29
May
2019
Godzilla: King of the Monsters

Godzilla: King of the Monsters

Years after Godzilla’s attack on San Francisco, ‘Godzilla: King of the Monsters’ starts with Dr. Emma Russell (Vera Farmiga) working for the government. Part of the secretive Monarch agency, she discovers a way of controlling titans like Godzilla using alpha waves. However, there are deadly forces at play who would kill for such a power… 

… quickly splinters into a rudderless wreck in need of an iceberg.

After director Gareth Edward’s drab and listless ‘Godzilla’, writer/director Michael Dougherty promised fans a very different direction for ‘Godzilla: King of the Monsters’. With his sequel now staggering over the horizon, that wait is now over.

More action-led and set across multiple continents, Dougherty’s Godzilla strangely finds itself stuck in an altogether different gear. Whilst the countries change, all of them seem to be suffering the same perpetual storm of blue and orange. -Mid-town metropolis? Blue and orange. -Night time jungle? Blue and orange and so it goes…

Sadly, already having run out of colours, the same can also be said for its ideas. As its chipboard characters chafe against one another, there’s a loud grating sound that can be heard in every scene – the directionless dialogue. Similarly wooden and prone to breakage, ‘Godzilla: King of the Monsters’ quickly splinters into a rudderless wreck in need of an iceberg. 
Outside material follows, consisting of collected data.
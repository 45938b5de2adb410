use std::fs::{self, OpenOptions};
use std::path::{Path, PathBuf};
use std::sync::Arc;
use tracing::debug;
use uuid::Uuid;

use crate::audio::SampleDevice;

/// Answers the `hasPermissions` query
pub trait PermissionProbe: Send + Sync {
    /// Whether output storage is writable
    fn storage_granted(&self) -> bool;

    /// Whether the microphone can be used
    fn microphone_granted(&self) -> bool;

    /// Both grants present
    fn has_permissions(&self) -> bool {
        self.storage_granted() && self.microphone_granted()
    }
}

/// Probes the host: the output directory must be creatable and writable and
/// the input device must be available
pub struct HostPermissions {
    output_dir: PathBuf,
    device: Arc<dyn SampleDevice>,
}

impl HostPermissions {
    pub fn new(output_dir: impl Into<PathBuf>, device: Arc<dyn SampleDevice>) -> Self {
        Self {
            output_dir: output_dir.into(),
            device,
        }
    }
}

impl PermissionProbe for HostPermissions {
    fn storage_granted(&self) -> bool {
        match probe_writable(&self.output_dir) {
            Ok(()) => true,
            Err(e) => {
                debug!("Output directory {:?} not writable: {}", self.output_dir, e);
                false
            }
        }
    }

    fn microphone_granted(&self) -> bool {
        self.device.is_available()
    }
}

/// Create and remove a probe file in `dir`
fn probe_writable(dir: &Path) -> std::io::Result<()> {
    fs::create_dir_all(dir)?;
    let probe = dir.join(format!(".probe-{}", Uuid::new_v4()));
    OpenOptions::new().write(true).create_new(true).open(&probe)?;
    fs::remove_file(&probe)
}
Bizarrely in keeping with Gareth Edward’s previously stellar casting of Bryan Cranston and Juliette Binoche, director Michael Dougherty throws the combined talents of Sally Hawkins, Charles Dance, David Strathairn, Ken Watanabe and Zhang Ziyi at the screen in the hope that some of their quality will stick. It doesn’t. Dwarfed with an increasingly impossible task of selling either empathy or credibility, it quickly emerges that Godzilla’s trumpet-like scream is the only decent line on offer. 

So, whilst Millie Bobby Brown survives by showcasing her impatience, sadly there is no escape for Kyle Chandler’s token alcoholic or Vera Farmiga’s naive scientist. Given their clatteringly assembled beats, some of the other characters wisely decide upon ‘noble sacrifice’ as a way to quickly remove themselves from your memory.

Slowly lurching across the finish line two hours and eleven minutes later, ‘Godzilla: King of the Monsters’ hastily constructed set of justifications promises one final surprise. As headlines fall down onto the screen, the silhouette of another cinematic titan can be seen teasingly beating his chest beneath…

With actress Fay Wray definitely not available for the next Dark Universe outing, you can still safely expect some other corpses to be dug up in the name of entertainment.